Stored data entries:
▽

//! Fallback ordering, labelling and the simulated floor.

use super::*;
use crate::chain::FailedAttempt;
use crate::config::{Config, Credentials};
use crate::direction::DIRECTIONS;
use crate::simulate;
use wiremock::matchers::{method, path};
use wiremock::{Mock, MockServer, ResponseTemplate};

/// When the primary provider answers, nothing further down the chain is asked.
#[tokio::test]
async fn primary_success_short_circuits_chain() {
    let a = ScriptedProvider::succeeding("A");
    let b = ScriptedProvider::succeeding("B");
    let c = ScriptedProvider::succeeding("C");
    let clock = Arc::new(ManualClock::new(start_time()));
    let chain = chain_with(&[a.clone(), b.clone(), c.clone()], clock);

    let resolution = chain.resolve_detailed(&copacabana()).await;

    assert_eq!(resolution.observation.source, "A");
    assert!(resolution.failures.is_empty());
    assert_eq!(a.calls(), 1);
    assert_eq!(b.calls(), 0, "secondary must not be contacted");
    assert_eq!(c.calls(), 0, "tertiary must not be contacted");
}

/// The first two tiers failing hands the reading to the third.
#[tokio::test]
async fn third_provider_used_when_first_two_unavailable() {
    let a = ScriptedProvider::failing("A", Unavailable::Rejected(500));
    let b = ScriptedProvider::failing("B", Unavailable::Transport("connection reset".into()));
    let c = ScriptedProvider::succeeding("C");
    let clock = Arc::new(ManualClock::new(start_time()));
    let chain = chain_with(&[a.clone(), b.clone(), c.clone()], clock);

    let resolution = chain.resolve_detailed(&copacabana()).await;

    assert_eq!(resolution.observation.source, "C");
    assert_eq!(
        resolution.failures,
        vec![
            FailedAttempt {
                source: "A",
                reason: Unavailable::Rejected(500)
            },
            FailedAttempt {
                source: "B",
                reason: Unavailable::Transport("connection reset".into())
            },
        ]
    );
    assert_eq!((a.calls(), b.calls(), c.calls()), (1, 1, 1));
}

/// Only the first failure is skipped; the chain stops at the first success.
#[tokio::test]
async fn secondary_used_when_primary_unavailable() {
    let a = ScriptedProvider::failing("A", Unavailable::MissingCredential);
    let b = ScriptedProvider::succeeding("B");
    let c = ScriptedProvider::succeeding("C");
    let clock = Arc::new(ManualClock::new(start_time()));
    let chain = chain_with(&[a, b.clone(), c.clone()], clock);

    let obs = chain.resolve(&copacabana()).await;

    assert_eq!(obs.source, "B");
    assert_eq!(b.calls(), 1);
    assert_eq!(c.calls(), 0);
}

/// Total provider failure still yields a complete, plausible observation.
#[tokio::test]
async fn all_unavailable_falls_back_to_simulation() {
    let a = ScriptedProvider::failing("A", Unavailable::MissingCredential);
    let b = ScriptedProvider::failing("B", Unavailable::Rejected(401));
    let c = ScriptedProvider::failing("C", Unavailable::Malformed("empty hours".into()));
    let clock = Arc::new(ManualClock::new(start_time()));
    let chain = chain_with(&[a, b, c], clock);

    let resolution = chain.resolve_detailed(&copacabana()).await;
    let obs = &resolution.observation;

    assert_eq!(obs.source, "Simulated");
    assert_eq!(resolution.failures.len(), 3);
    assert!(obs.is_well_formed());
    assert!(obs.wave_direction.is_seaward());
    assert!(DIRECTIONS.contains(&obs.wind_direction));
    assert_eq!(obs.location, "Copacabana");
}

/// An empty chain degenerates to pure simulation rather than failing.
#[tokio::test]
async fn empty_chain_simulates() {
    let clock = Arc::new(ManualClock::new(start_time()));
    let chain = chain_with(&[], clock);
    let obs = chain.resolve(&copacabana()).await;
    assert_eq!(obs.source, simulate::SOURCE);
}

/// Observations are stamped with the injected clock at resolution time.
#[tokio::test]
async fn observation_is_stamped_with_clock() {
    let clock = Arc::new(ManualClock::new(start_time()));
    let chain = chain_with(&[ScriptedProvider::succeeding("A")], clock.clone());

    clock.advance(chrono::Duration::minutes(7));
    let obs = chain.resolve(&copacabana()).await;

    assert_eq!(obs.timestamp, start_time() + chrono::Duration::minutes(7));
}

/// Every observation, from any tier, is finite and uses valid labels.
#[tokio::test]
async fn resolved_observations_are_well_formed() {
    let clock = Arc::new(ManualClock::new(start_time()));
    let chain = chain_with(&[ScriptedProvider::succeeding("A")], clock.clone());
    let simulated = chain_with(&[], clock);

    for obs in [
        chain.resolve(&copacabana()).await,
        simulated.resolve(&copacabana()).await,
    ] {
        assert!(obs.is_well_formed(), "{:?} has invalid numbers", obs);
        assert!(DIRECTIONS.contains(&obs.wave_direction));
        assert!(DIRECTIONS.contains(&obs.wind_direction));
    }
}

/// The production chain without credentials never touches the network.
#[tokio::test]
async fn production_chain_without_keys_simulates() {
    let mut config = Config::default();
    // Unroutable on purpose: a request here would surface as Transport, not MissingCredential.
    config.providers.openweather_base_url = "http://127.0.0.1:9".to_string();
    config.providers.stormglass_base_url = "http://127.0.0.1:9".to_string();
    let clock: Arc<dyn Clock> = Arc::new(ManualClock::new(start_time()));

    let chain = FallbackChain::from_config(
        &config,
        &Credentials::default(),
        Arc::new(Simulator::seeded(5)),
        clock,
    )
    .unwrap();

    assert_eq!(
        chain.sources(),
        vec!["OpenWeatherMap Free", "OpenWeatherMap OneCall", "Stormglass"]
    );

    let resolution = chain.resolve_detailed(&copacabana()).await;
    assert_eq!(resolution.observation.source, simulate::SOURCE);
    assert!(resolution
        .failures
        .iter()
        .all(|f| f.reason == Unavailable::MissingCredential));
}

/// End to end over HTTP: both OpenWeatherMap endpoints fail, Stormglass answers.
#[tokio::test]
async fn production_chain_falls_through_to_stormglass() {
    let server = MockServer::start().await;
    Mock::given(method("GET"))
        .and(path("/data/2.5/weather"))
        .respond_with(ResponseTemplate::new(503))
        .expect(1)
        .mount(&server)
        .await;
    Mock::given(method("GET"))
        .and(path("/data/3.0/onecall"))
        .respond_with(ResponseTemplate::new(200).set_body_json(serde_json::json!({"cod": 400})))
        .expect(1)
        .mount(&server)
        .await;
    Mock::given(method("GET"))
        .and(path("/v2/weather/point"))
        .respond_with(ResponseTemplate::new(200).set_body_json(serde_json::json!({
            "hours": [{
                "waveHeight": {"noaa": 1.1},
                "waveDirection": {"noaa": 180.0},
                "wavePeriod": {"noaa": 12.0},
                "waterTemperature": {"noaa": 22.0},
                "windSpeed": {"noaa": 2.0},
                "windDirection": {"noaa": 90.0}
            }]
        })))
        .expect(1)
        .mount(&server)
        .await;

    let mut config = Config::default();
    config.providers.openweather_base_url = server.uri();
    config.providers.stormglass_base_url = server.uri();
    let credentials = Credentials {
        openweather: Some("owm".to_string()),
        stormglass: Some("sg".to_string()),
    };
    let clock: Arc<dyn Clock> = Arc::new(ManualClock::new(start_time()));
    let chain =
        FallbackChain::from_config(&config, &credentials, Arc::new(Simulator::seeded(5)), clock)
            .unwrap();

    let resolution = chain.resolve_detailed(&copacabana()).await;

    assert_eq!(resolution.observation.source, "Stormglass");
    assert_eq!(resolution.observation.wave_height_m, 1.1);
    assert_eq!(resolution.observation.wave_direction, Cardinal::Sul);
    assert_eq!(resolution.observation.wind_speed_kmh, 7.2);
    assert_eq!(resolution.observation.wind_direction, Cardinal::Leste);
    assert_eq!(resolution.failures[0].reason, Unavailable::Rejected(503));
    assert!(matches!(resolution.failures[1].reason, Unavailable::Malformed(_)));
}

△
▽

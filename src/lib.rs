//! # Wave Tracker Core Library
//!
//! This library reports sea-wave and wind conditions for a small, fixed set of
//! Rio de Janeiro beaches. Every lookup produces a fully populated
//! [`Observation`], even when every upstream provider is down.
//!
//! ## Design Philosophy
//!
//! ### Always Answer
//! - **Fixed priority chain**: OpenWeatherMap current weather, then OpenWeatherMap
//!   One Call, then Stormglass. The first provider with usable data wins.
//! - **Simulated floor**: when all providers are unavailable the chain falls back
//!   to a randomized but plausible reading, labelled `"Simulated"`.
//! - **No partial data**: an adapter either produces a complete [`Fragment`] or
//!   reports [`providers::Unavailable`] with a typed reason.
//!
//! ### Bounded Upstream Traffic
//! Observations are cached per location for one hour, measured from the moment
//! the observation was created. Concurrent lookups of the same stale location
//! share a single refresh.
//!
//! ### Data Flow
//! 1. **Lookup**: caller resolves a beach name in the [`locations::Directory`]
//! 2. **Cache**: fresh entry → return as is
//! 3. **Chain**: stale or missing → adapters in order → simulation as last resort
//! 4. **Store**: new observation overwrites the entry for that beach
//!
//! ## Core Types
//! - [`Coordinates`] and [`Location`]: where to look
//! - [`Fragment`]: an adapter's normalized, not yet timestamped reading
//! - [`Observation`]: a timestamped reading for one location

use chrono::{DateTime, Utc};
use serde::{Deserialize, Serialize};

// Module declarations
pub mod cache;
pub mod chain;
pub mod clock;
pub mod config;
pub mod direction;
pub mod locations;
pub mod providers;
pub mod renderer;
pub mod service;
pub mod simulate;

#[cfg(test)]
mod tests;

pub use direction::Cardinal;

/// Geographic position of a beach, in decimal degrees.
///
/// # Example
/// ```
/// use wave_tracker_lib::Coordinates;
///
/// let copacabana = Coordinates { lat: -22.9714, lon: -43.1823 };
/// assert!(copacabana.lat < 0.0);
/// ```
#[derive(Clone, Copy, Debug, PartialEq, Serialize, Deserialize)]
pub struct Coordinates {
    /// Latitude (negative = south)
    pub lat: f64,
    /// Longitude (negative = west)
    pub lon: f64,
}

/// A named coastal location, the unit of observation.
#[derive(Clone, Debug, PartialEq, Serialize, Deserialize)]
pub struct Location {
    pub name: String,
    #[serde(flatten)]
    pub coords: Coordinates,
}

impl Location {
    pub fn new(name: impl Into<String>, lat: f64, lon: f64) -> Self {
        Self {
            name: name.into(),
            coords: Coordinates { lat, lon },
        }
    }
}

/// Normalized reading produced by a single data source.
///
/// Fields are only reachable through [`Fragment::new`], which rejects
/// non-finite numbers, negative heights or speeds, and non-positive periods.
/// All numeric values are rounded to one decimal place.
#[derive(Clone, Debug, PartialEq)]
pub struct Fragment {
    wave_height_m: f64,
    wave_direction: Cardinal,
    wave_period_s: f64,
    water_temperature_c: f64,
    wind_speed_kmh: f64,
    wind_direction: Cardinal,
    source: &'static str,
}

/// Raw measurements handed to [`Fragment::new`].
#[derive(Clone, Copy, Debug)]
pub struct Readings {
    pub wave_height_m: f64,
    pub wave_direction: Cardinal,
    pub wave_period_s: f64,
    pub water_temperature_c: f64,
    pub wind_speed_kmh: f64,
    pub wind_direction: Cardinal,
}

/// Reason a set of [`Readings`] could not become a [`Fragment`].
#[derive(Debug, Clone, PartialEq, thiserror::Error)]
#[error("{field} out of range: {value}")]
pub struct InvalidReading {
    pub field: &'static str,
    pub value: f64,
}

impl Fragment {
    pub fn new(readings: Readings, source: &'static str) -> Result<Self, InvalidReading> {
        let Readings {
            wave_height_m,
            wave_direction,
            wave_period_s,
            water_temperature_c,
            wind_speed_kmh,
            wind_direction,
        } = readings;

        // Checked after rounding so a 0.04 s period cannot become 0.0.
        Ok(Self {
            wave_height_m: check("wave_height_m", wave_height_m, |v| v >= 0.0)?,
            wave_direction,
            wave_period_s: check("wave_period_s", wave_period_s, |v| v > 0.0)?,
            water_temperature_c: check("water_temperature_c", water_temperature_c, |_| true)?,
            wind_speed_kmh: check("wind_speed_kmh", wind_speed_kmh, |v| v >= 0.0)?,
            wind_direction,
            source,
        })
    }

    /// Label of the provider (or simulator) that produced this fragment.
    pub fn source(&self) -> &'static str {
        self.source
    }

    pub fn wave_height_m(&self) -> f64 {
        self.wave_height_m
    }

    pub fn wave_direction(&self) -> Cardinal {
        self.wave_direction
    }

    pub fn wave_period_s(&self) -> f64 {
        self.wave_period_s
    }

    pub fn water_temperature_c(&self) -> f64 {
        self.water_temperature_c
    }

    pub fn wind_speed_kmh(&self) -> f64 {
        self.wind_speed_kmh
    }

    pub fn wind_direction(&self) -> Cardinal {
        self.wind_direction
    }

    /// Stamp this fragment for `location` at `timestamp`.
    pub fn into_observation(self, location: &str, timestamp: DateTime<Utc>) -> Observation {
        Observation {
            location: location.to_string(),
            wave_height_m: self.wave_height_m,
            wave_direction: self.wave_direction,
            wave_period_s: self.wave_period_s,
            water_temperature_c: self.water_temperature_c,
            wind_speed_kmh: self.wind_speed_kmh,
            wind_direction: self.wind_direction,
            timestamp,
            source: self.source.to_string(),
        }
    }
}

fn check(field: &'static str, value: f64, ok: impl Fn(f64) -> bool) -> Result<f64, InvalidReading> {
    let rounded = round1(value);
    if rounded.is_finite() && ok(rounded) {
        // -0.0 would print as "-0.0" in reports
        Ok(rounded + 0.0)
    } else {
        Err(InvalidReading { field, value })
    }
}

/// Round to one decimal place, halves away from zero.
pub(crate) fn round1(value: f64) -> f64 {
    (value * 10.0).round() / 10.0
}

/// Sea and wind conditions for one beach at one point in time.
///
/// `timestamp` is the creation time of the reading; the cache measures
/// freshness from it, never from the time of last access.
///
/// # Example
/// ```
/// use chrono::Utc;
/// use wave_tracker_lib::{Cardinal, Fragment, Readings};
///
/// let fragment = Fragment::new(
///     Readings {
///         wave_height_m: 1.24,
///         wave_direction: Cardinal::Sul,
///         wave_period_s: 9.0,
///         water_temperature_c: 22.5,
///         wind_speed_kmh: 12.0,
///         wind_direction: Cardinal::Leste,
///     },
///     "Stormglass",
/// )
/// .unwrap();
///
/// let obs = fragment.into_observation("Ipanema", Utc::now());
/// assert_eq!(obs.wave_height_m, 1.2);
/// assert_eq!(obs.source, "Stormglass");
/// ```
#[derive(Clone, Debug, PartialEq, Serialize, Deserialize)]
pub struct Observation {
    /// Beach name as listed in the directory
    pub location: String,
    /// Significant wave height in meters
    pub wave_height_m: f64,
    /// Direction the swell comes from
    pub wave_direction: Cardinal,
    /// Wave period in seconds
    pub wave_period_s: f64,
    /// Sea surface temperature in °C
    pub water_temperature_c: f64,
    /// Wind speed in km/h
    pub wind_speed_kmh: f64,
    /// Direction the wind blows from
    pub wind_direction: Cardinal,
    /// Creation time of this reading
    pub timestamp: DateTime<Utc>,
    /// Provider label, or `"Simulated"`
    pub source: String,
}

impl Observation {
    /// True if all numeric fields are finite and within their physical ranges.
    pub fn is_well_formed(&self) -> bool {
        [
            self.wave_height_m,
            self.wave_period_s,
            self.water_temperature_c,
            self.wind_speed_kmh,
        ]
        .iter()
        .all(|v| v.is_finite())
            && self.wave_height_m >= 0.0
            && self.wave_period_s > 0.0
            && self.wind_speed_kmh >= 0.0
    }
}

△
▽

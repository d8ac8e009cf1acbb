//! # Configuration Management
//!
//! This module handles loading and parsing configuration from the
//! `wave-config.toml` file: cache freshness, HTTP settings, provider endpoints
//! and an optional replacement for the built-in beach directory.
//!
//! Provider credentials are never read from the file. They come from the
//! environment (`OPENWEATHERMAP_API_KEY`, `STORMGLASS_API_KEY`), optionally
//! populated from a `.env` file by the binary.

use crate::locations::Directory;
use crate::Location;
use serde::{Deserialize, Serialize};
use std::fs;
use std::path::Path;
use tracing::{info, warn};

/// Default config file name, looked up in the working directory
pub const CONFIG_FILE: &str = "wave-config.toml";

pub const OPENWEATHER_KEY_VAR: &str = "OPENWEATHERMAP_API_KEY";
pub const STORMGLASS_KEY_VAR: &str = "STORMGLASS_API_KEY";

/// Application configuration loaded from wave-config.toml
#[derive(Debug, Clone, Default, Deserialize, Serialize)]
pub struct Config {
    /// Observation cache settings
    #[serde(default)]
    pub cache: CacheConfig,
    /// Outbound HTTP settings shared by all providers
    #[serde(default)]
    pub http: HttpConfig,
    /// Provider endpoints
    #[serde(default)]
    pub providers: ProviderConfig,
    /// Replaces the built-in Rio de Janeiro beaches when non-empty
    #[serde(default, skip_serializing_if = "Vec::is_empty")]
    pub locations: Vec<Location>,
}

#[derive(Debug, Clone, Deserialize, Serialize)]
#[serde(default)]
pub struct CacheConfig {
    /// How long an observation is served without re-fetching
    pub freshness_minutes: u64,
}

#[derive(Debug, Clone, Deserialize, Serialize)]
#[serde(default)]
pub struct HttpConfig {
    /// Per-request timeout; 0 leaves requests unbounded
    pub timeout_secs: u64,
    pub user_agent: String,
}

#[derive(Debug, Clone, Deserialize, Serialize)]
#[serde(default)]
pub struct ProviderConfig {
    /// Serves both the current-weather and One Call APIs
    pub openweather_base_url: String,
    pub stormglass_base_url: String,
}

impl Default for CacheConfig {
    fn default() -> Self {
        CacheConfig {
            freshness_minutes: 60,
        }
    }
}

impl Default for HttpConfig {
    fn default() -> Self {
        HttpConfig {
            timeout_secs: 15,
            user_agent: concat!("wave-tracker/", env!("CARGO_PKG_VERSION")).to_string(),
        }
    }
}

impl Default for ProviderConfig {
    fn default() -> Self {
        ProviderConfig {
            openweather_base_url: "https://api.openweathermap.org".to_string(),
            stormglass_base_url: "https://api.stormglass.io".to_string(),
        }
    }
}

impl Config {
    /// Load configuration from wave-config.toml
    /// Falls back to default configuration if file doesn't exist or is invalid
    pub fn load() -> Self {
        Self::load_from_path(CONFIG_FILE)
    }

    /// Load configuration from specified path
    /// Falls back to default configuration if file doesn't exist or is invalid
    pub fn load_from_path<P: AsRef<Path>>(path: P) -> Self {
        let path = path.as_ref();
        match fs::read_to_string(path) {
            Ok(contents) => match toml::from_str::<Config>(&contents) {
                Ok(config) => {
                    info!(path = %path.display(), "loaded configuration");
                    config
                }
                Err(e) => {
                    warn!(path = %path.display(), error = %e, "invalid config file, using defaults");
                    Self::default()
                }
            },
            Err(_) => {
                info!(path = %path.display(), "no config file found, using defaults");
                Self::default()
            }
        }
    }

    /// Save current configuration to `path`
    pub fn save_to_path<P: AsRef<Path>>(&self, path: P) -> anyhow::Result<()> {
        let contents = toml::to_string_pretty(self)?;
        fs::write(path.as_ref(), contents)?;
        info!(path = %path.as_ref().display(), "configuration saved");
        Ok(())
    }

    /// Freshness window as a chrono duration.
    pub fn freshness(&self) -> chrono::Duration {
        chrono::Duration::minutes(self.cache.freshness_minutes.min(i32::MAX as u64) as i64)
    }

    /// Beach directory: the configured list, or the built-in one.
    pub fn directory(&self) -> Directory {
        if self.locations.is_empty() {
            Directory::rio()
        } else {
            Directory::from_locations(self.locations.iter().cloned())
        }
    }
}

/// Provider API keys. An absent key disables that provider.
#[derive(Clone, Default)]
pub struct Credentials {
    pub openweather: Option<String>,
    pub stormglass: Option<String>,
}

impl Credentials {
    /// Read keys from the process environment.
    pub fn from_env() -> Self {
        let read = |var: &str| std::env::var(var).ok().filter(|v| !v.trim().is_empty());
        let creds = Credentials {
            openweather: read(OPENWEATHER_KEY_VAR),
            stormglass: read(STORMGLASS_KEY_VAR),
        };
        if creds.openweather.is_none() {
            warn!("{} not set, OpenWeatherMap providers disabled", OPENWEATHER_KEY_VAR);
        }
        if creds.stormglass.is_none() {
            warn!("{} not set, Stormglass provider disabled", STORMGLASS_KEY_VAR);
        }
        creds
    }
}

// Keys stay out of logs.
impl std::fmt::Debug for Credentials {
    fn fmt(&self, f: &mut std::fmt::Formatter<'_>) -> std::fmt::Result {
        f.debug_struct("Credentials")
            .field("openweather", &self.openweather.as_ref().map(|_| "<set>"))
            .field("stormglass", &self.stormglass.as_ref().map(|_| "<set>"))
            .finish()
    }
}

△

**Work task:** Starting with the line above that holds "let path = path.as_ref();" and stopping with the line that holds "pub fn freshness(&self)", reproduce each line exactly, omitting all other lines.

**Response to this task:**
        let path = path.as_ref();
        match fs::read_to_string(path) {
            Ok(contents) => match toml::from_str::<Config>(&contents) {
                Ok(config) => {
                    info!(path = %path.display(), "loaded configuration");
                    config
                }
                Err(e) => {
                    warn!(path = %path.display(), error = %e, "invalid config file, using defaults");
                    Self::default()
                }
            },
            Err(_) => {
                info!(path = %path.display(), "no config file found, using defaults");
                Self::default()
            }
        }
    }

    /// Save current configuration to `path`
    pub fn save_to_path<P: AsRef<Path>>(&self, path: P) -> anyhow::Result<()> {
        let contents = toml::to_string_pretty(self)?;
        fs::write(path.as_ref(), contents)?;
        info!(path = %path.as_ref().display(), "configuration saved");
        Ok(())
    }

    /// Freshness window as a chrono duration.
    pub fn freshness(&self) -> chrono::Duration {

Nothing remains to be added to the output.